[WHAT IS NEEDED]:
Give the records again in full, exactly as they are.

[Stored data]:
+===+

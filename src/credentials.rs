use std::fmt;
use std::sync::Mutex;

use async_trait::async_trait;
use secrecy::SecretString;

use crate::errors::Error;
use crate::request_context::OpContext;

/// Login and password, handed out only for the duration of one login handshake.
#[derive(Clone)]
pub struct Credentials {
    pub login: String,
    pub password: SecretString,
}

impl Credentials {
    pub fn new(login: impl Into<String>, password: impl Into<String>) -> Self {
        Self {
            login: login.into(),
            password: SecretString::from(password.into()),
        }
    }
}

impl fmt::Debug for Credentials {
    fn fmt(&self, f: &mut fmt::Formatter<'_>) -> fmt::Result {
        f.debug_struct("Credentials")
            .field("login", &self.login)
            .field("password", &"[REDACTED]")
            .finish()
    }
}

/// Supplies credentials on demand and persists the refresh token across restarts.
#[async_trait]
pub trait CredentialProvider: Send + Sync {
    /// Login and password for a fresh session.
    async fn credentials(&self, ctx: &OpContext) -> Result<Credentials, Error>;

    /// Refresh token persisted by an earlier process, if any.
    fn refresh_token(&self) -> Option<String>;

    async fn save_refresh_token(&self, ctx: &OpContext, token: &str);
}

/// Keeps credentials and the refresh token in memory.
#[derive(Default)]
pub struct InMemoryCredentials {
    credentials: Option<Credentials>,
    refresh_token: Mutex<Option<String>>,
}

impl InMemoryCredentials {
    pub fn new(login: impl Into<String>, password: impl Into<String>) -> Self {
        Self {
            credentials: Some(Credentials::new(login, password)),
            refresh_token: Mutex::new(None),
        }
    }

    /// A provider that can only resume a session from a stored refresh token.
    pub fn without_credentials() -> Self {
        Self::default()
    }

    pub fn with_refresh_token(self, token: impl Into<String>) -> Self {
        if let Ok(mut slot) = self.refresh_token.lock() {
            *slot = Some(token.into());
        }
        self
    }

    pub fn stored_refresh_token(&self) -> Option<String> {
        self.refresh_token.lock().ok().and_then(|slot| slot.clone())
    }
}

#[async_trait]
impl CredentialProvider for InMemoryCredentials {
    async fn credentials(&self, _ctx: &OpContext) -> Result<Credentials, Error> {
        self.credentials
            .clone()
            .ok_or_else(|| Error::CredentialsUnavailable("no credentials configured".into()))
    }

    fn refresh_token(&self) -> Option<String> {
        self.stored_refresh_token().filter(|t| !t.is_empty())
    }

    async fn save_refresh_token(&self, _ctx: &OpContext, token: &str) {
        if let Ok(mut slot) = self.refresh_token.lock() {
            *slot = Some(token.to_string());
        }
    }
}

+===+

[TASK RESPONSE]:
filename src/credentials.rs
use std::fmt;
use std::sync::Mutex;

use async_trait::async_trait;
use secrecy::SecretString;

use crate::errors::Error;
use crate::request_context::OpContext;

/// Login and password, handed out only for the duration of one login handshake.
#[derive(Clone)]
pub struct Credentials {
    pub login: String,
    pub password: SecretString,
}

impl Credentials {
    pub fn new(login: impl Into<String>, password: impl Into<String>) -> Self {
        Self {
            login: login.into(),
            password: SecretString::from(password.into()),
        }
    }
}

impl fmt::Debug for Credentials {
    fn fmt(&self, f: &mut fmt::Formatter<'_>) -> fmt::Result {
        f.debug_struct("Credentials")
            .field("login", &self.login)
            .field("password", &"[REDACTED]")
            .finish()
    }
}

/// Supplies credentials on demand and persists the refresh token across restarts.
#[async_trait]
pub trait CredentialProvider: Send + Sync {
    /// Login and password for a fresh session.
    async fn credentials(&self, ctx: &OpContext) -> Result<Credentials, Error>;

    /// Refresh token persisted by an earlier process, if any.
    fn refresh_token(&self) -> Option<String>;

    async fn save_refresh_token(&self, ctx: &OpContext, token: &str);
}

/// Keeps credentials and the refresh token in memory.
#[derive(Default)]
pub struct InMemoryCredentials {
    credentials: Option<Credentials>,
    refresh_token: Mutex<Option<String>>,
}

impl InMemoryCredentials {
    pub fn new(login: impl Into<String>, password: impl Into<String>) -> Self {
        Self {
            credentials: Some(Credentials::new(login, password)),
            refresh_token: Mutex::new(None),
        }
    }

    /// A provider that can only resume a session from a stored refresh token.
    pub fn without_credentials() -> Self {
        Self::default()
    }

    pub fn with_refresh_token(self, token: impl Into<String>) -> Self {
        if let Ok(mut slot) = self.refresh_token.lock() {
            *slot = Some(token.into());
        }
        self
    }

    pub fn stored_refresh_token(&self) -> Option<String> {
        self.refresh_token.lock().ok().and_then(|slot| slot.clone())
    }
}

#[async_trait]
impl CredentialProvider for InMemoryCredentials {
    async fn credentials(&self, _ctx: &OpContext) -> Result<Credentials, Error> {
        self.credentials
            .clone()
            .ok_or_else(|| Error::CredentialsUnavailable("no credentials configured".into()))
    }

    fn refresh_token(&self) -> Option<String> {
        self.stored_refresh_token().filter(|t| !t.is_empty())
    }

    async fn save_refresh_token(&self, _ctx: &OpContext, token: &str) {
        if let Ok(mut slot) = self.refresh_token.lock() {
            *slot = Some(token.to_string());
        }
    }
}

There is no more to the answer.